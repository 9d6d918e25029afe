//! Interpreter frames

use crate::bytecode::{FunctionCode, FunctionId, Instruction, Reg};
use crate::runtime::Value;
use std::sync::Arc;

/// One activation in the interpreter tier. Deoptimization produces exactly
/// these, one per logical frame of the failing compiled code.
#[derive(Debug, Clone)]
pub struct InterpreterFrame {
    pub code: Arc<FunctionCode>,
    pub pc: u32,
    pub registers: Vec<Value>,
}

impl InterpreterFrame {
    /// Fresh frame at function entry. Missing arguments are undefined and
    /// extra ones are dropped.
    pub fn new(code: Arc<FunctionCode>, args: Vec<Value>) -> Self {
        let mut registers = vec![Value::Undefined; code.register_count as usize];
        for (register, arg) in registers
            .iter_mut()
            .zip(args.into_iter().take(code.param_count as usize))
        {
            *register = arg;
        }
        Self {
            code,
            pc: 0,
            registers,
        }
    }

    /// Frame reconstructed mid-function
    pub fn resume(code: Arc<FunctionCode>, pc: u32, registers: Vec<Value>) -> Self {
        Self { code, pc, registers }
    }

    pub fn function(&self) -> FunctionId {
        self.code.id
    }

    #[inline]
    pub fn get(&self, reg: Reg) -> Value {
        self.registers
            .get(reg as usize)
            .cloned()
            .unwrap_or(Value::Undefined)
    }

    #[inline]
    pub fn set(&mut self, reg: Reg, value: Value) {
        if let Some(slot) = self.registers.get_mut(reg as usize) {
            *slot = value;
        }
    }

    /// The instruction at `pc` finished with `value`: store it where that
    /// instruction writes and move on. A caller frame waiting in a call
    /// receives its callee's return value this way.
    pub fn complete(&mut self, value: Value) {
        let dst = self
            .code
            .instructions
            .get(self.pc as usize)
            .and_then(Instruction::destination);
        if let Some(dst) = dst {
            self.set(dst, value);
        }
        self.pc += 1;
    }
}
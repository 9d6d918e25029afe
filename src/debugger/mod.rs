//! Debugger hooks
//!
//! A listener can ask for a break at the next safe point (function entry or
//! loop back-edge) in whatever tier is running. Compiled frames report their
//! locals through the frame state of the safe point, so a break inside an
//! OSR'd loop inspects the loop without leaving compiled code.
//!
//! # Example
//! ```text
//! %ScheduleBreak()        // request
//! ... next back-edge ...  // listener.on_break(&event) -> DebugAction::Continue
//! ```

use crate::bytecode::FunctionId;
use crate::jit::Tier;
use crate::runtime::Value;
use std::cell::RefCell;
use std::collections::VecDeque;
use std::rc::Rc;
use tracing::debug;

/// Break events kept for inspection
const MAX_HISTORY_SIZE: usize = 64;

/// What the debugger saw at a break
#[derive(Debug, Clone)]
pub struct BreakEvent {
    pub function: FunctionId,
    pub name: String,
    /// Bytecode offset of the safe point
    pub pc: u32,
    /// Tier of the frame that hit the break
    pub tier: Tier,
    /// Whether the frame runs OSR code
    pub osr: bool,
    /// Register values, reconstructed for compiled frames
    pub locals: Vec<Value>,
}

/// How execution continues after a break
#[derive(Debug, Clone, Copy, PartialEq, Eq)]
pub enum DebugAction {
    Continue,
    /// Leave compiled code at the break point
    Deoptimize,
}

/// Receives break events
pub trait DebugListener {
    fn on_break(&mut self, event: &BreakEvent) -> DebugAction;
}

impl<F> DebugListener for F
where
    F: FnMut(&BreakEvent) -> DebugAction,
{
    fn on_break(&mut self, event: &BreakEvent) -> DebugAction {
        self(event)
    }
}

/// Listener that keeps every event and always answers with the same action
#[derive(Debug, Clone)]
pub struct RecordingListener {
    events: Rc<RefCell<Vec<BreakEvent>>>,
    action: DebugAction,
}

impl RecordingListener {
    pub fn new(action: DebugAction) -> Self {
        Self {
            events: Rc::new(RefCell::new(Vec::new())),
            action,
        }
    }

    /// Shared view of the recorded events
    pub fn events(&self) -> Rc<RefCell<Vec<BreakEvent>>> {
        Rc::clone(&self.events)
    }
}

impl DebugListener for RecordingListener {
    fn on_break(&mut self, event: &BreakEvent) -> DebugAction {
        self.events.borrow_mut().push(event.clone());
        self.action
    }
}

/// Break scheduling and delivery
#[derive(Default)]
pub struct Debugger {
    listener: Option<Box<dyn DebugListener>>,
    pending: bool,
    history: VecDeque<BreakEvent>,
    breaks_delivered: u64,
}

impl Debugger {
    pub fn new() -> Self {
        Self::default()
    }

    pub fn set_listener(&mut self, listener: Box<dyn DebugListener>) {
        self.listener = Some(listener);
    }

    pub fn clear_listener(&mut self) {
        self.listener = None;
        self.pending = false;
    }

    pub fn has_listener(&self) -> bool {
        self.listener.is_some()
    }

    /// Request a break at the next safe point
    pub fn schedule(&mut self) {
        self.pending = self.listener.is_some();
    }

    pub fn has_pending(&self) -> bool {
        self.pending
    }

    /// Consume a scheduled break
    pub fn take_pending(&mut self) -> bool {
        std::mem::take(&mut self.pending)
    }

    /// Hand an event to the listener
    pub fn deliver(&mut self, event: BreakEvent) -> DebugAction {
        let Some(listener) = self.listener.as_mut() else {
            return DebugAction::Continue;
        };
        let action = listener.on_break(&event);
        debug!(function = %event.name, pc = event.pc, tier = ?event.tier, osr = event.osr, ?action, "debug break");
        self.breaks_delivered += 1;
        if self.history.len() == MAX_HISTORY_SIZE {
            self.history.pop_front();
        }
        self.history.push_back(event);
        action
    }

    pub fn breaks_delivered(&self) -> u64 {
        self.breaks_delivered
    }

    pub fn history(&self) -> impl Iterator<Item = &BreakEvent> {
        self.history.iter()
    }
}

impl std::fmt::Debug for Debugger {
    fn fmt(&self, f: &mut std::fmt::Formatter<'_>) -> std::fmt::Result {
        f.debug_struct("Debugger")
            .field("listener", &self.listener.is_some())
            .field("pending", &self.pending)
            .field("breaks_delivered", &self.breaks_delivered)
            .finish()
    }
}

--

» Exercise requirements:
Please return only the lines above, starting at the line that has "let dst = self" and ending at the line that has "hit the break", keeping both and leaving each one unchanged.

» Exercise result:
        let dst = self
            .code
            .instructions
            .get(self.pc as usize)
            .and_then(Instruction::destination);
        if let Some(dst) = dst {
            self.set(dst, value);
        }
        self.pc += 1;
    }
}
repository 9d6d918e25029afe
filename src/debugger/mod.rs
//! Debugger hooks
//!
//! A listener can ask for a break at the next safe point (function entry or
//! loop back-edge) in whatever tier is running. Compiled frames report their
//! locals through the frame state of the safe point, so a break inside an
//! OSR'd loop inspects the loop without leaving compiled code.
//!
//! # Example
//! ```text
//! %ScheduleBreak()        // request
//! ... next back-edge ...  // listener.on_break(&event) -> DebugAction::Continue
//! ```

use crate::bytecode::FunctionId;
use crate::jit::Tier;
use crate::runtime::Value;
use std::cell::RefCell;
use std::collections::VecDeque;
use std::rc::Rc;
use tracing::debug;

/// Break events kept for inspection
const MAX_HISTORY_SIZE: usize = 64;

/// What the debugger saw at a break
#[derive(Debug, Clone)]
pub struct BreakEvent {
    pub function: FunctionId,
    pub name: String,
    /// Bytecode offset of the safe point
    pub pc: u32,
    /// Tier of the frame that hit the break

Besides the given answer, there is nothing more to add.